**Activity**
Report each line of the entries that includes "PatternError" by copying it.

Top of Data for this task

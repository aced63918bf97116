use super::{Annotations, Backend, PolicyTemplate};
use anyhow::{Context, Result};
use serde_json::json;
use std::{sync::Arc, time::Duration};
use tracing::{debug, warn};
use vkcc_core::aws::{AwsRules, ROLE_ANNOTATION};
use vkcc_vault::Vault;

const POLICY: &str = include_str!("../../templates/aws-policy.hcl");

/// Grants ServiceAccounts an IAM role, by ARN, through Vault's AWS secrets engine.
pub struct AwsBackend {
    vault: Arc<dyn Vault>,
    policy: PolicyTemplate,
    default_ttl: Duration,
    rules: AwsRules,
}

// === impl AwsBackend ===

impl AwsBackend {
    pub fn new(
        vault: Arc<dyn Vault>,
        path: impl Into<String>,
        default_ttl: Duration,
        rules: AwsRules,
    ) -> Result<Self> {
        let path = path.into();
        anyhow::ensure!(!path.is_empty(), "path can't be empty");
        Ok(Self {
            vault,
            policy: PolicyTemplate::new(POLICY, path)?,
            default_ttl,
            rules,
        })
    }

    fn role_path(&self, key: &str) -> String {
        format!("{}/roles/{}", self.policy.path(), key)
    }
}

#[async_trait::async_trait]
impl Backend for AwsBackend {
    fn name(&self) -> &'static str {
        "aws"
    }

    fn admit(&self, namespace: &str, name: &str, annotations: &Annotations) -> bool {
        let role_arn = match annotations.get(ROLE_ANNOTATION) {
            Some(arn) if !arn.is_empty() => arn,
            _ => return false,
        };
        match self.rules.allow_arn(namespace, role_arn) {
            Ok(allowed) => {
                debug!(%namespace, %name, %role_arn, allowed, "Evaluated rules");
                allowed
            }
            Err(error) => {
                warn!(%namespace, %name, %role_arn, %error, "Failed to match role ARN against rules");
                false
            }
        }
    }

    async fn write_role(&self, key: &str, annotations: &Annotations) -> Result<()> {
        let role_arn = annotations
            .get(ROLE_ANNOTATION)
            .with_context(|| format!("missing annotation {}", ROLE_ANNOTATION))?;
        let data = json!({
            "default_sts_ttl": self.default_ttl.as_secs(),
            "role_arns": [role_arn],
            "credential_type": "assumed_role",
        });
        self.vault.write(&self.role_path(key), data).await?;
        Ok(())
    }

    async fn delete_role(&self, key: &str) -> Result<()> {
        self.vault.delete(&self.role_path(key)).await?;
        Ok(())
    }

    async fn list_roles(&self) -> Result<Vec<String>> {
        let roles = self
            .vault
            .list(&format!("{}/roles", self.policy.path()))
            .await?;
        Ok(roles)
    }

    fn render_policy(&self, key: &str) -> Result<String> {
        self.policy.render(key)
    }
}
//! Vault secrets engines that issue cloud credentials.

mod aws;
mod gcp;

pub use self::{aws::AwsBackend, gcp::GcpBackend};
use anyhow::Result;
use minijinja::{context, Environment};
use std::collections::BTreeMap;

/// A ServiceAccount's annotations.
pub type Annotations = BTreeMap<String, String>;

/// Manages roles in one of Vault's secrets engines on behalf of ServiceAccounts.
#[async_trait::async_trait]
pub trait Backend: Send + Sync {
    /// Names the backend in managed keys and logs.
    fn name(&self) -> &'static str;

    /// Indicates whether a ServiceAccount should be granted a role.
    ///
    /// Invalid annotations and rule evaluation errors are logged and deny the ServiceAccount.
    fn admit(&self, namespace: &str, name: &str, annotations: &Annotations) -> bool;

    /// Creates or updates the role for `key` from an admitted ServiceAccount's annotations.
    async fn write_role(&self, key: &str, annotations: &Annotations) -> Result<()>;

    /// Deletes the role for `key`, if it exists.
    async fn delete_role(&self, key: &str) -> Result<()>;

    async fn list_roles(&self) -> Result<Vec<String>>;

    /// Renders a policy that grants access to credentials for the role `key`, and nothing else.
    fn render_policy(&self, key: &str) -> Result<String>;
}

/// A policy template rendered with the engine's mount path and a role name.
#[derive(Debug)]
struct PolicyTemplate {
    env: Environment<'static>,
    path: String,
}

// === impl PolicyTemplate ===

impl PolicyTemplate {
    const NAME: &'static str = "policy";

    fn new(source: &'static str, path: String) -> Result<Self> {
        let mut env = Environment::new();
        env.add_template(Self::NAME, source)?;
        Ok(Self { env, path })
    }

    fn path(&self) -> &str {
        &self.path
    }

    fn render(&self, name: &str) -> Result<String> {
        let policy = self
            .env
            .get_template(Self::NAME)?
            .render(context! { path => &self.path, name => name })?;
        Ok(policy)
    }
}

#[cfg(test)]
mod tests {
    use super::*;

    #[test]
    fn render_template() {
        let tmpl = PolicyTemplate::new(
            r#"path "{{ path }}/x/{{ name }}" {}"#,
            "mount".to_string(),
        )
        .unwrap();
        assert_eq!(tmpl.render("key").unwrap(), r#"path "mount/x/key" {}"#);
    }

    #[test]
    fn invalid_template() {
        assert!(PolicyTemplate::new("{{ path ", "mount".to_string()).is_err());
    }
}
//! Shell-style glob matching.
//!
//! Patterns are anchored and case-sensitive. `*` matches any run of characters
//! other than `/`, `?` matches a single character other than `/`, `[...]`
//! matches a character class (`[^...]` negates it, `a-z` is a range) and `\`
//! escapes the following character.

use std::fmt;

const SEPARATOR: char = '/';

/// A pattern could not be parsed.
#[derive(Clone, Debug, PartialEq, Eq, thiserror::Error)]
#[error("syntax error in pattern {pattern:?}: {reason}")]
pub struct PatternError {
    pattern: String,
    reason: &'static str,
}

/// A parsed glob pattern.
#[derive(Clone, Debug, PartialEq, Eq)]
pub struct Pattern {
    source: String,
    tokens: Vec<Token>,
}

#[derive(Clone, Debug, PartialEq, Eq)]
enum Token {
    Char(char),
    AnyChar,
    AnySeq,
    Class { negated: bool, ranges: Vec<(char, char)> },
}

/// Matches `name` against `pattern`.
///
/// Returns an error if the pattern is malformed, regardless of whether the
/// name would have matched the well-formed prefix of the pattern.
pub fn matches(pattern: &str, name: &str) -> Result<bool, PatternError> {
    Ok(pattern.parse::<Pattern>()?.matches(name))
}

// === impl Pattern ===

impl Pattern {
    pub fn as_str(&self) -> &str {
        &self.source
    }

    pub fn matches(&self, name: &str) -> bool {
        let name = name.chars().collect::<Vec<_>>();

        // Iterative matching with single-point backtracking on the most recent `*`.
        let (mut t, mut n) = (0, 0);
        let mut star: Option<(usize, usize)> = None;
        while n < name.len() {
            match self.tokens.get(t) {
                Some(Token::AnySeq) => {
                    star = Some((t, n));
                    t += 1;
                    continue;
                }
                Some(tok) if tok.matches(name[n]) => {
                    t += 1;
                    n += 1;
                    continue;
                }
                _ => {}
            }

            // Let the last `*` absorb one more character, unless that character is
            // a separator, which a `*` never spans.
            match star {
                Some((st, sn)) if name[sn] != SEPARATOR => {
                    star = Some((st, sn + 1));
                    t = st + 1;
                    n = sn + 1;
                }
                _ => return false,
            }
        }

        self.tokens[t..].iter().all(|tok| *tok == Token::AnySeq)
    }
}

impl std::str::FromStr for Pattern {
    type Err = PatternError;

    fn from_str(s: &str) -> Result<Self, PatternError> {
        let err = |reason| PatternError {
            pattern: s.to_string(),
            reason,
        };

        let mut tokens = Vec::new();
        let mut chars = s.chars().peekable();
        while let Some(c) = chars.next() {
            let tok = match c {
                '*' => {
                    // Consecutive stars are equivalent to a single one.
                    if tokens.last() == Some(&Token::AnySeq) {
                        continue;
                    }
                    Token::AnySeq
                }
                '?' => Token::AnyChar,
                '\\' => Token::Char(chars.next().ok_or_else(|| err("trailing escape"))?),
                '[' => {
                    let negated = chars.next_if_eq(&'^').is_some();
                    let mut ranges = Vec::new();
                    loop {
                        let lo = match chars.next() {
                            None => return Err(err("unterminated character class")),
                            Some(']') if !ranges.is_empty() => break,
                            Some(']') | Some('-') => return Err(err("empty character range")),
                            Some('\\') => chars.next().ok_or_else(|| err("trailing escape"))?,
                            Some(c) => c,
                        };
                        let hi = if chars.next_if_eq(&'-').is_some() {
                            match chars.next() {
                                None => return Err(err("unterminated character class")),
                                Some(']') | Some('-') => {
                                    return Err(err("incomplete character range"))
                                }
                                Some('\\') => {
                                    chars.next().ok_or_else(|| err("trailing escape"))?
                                }
                                Some(c) => c,
                            }
                        } else {
                            lo
                        };
                        ranges.push((lo, hi));
                    }
                    Token::Class { negated, ranges }
                }
                c => Token::Char(c),
            };
            tokens.push(tok);
        }

        Ok(Self {
            source: s.to_string(),
            tokens,
        })
    }
}

impl fmt::Display for Pattern {
    fn fmt(&self, f: &mut fmt::Formatter<'_>) -> fmt::Result {
        self.source.fmt(f)
    }
}

// === impl Token ===

impl Token {
    fn matches(&self, c: char) -> bool {
        match self {
            Self::Char(expected) => *expected == c,
            Self::AnyChar => c != SEPARATOR,
            Self::AnySeq => false,
            Self::Class { negated, ranges } => {
                let found = ranges.iter().any(|&(lo, hi)| lo <= c && c <= hi);
                found != *negated
            }
        }
    }
}

#[cfg(test)]
mod tests {
    use super::*;

    #[test]
    fn anchored() {
        assert!(matches("foo", "foo").unwrap());
        assert!(!matches("foo", "foobar").unwrap());
        assert!(!matches("foo", "xfoo").unwrap());
        assert!(!matches("Foo", "foo").unwrap());
    }

    #[test]
    fn star() {
        assert!(matches("bar-*", "bar-foo").unwrap());
        assert!(matches("bar-*", "bar-").unwrap());
        assert!(!matches("bar-*", "barfoo").unwrap());
        assert!(matches("*", "anything").unwrap());
        assert!(matches("*", "").unwrap());
        assert!(matches("a*b*c", "axxbyyc").unwrap());
        assert!(matches("a*b*c", "abcbc").unwrap());
        assert!(!matches("a*b*c", "axxbyy").unwrap());
        assert!(matches("**x", "abx").unwrap());
    }

    #[test]
    fn star_stops_at_separator() {
        assert!(!matches("*", "a/b").unwrap());
        assert!(matches("*/*", "a/b").unwrap());
        assert!(!matches("team-*", "team-a/b").unwrap());
    }

    #[test]
    fn single_char() {
        assert!(matches("ns-?", "ns-1").unwrap());
        assert!(!matches("ns-?", "ns-12").unwrap());
        assert!(!matches("ns-?", "ns-").unwrap());
        assert!(!matches("?", "/").unwrap());
    }

    #[test]
    fn classes() {
        assert!(matches("[abc]x", "bx").unwrap());
        assert!(!matches("[abc]x", "dx").unwrap());
        assert!(matches("[a-c]", "b").unwrap());
        assert!(matches("[^a-c]", "d").unwrap());
        assert!(!matches("[^a-c]", "b").unwrap());
        assert!(matches("[\\]]", "]").unwrap());
        assert!(matches("env-[0-9][0-9]", "env-42").unwrap());
    }

    #[test]
    fn escapes() {
        assert!(matches("a\\*", "a*").unwrap());
        assert!(!matches("a\\*", "ab").unwrap());
    }

    #[test]
    fn malformed() {
        for p in &["[", "[a", "[]", "[a-]", "[-a]", "a\\", "[^"] {
            assert!(matches(p, "a").is_err(), "{} must not parse", p);
        }
    }

    #[test]
    fn malformed_after_mismatch() {
        // The whole pattern is validated, even when the prefix already fails.
        assert!(matches("x[", "a").is_err());
    }
}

Bottom of Data for this task

**Solution below**
pub struct PatternError {
pub fn matches(pattern: &str, name: &str) -> Result<bool, PatternError> {
    type Err = PatternError;
    fn from_str(s: &str) -> Result<Self, PatternError> {
        let err = |reason| PatternError {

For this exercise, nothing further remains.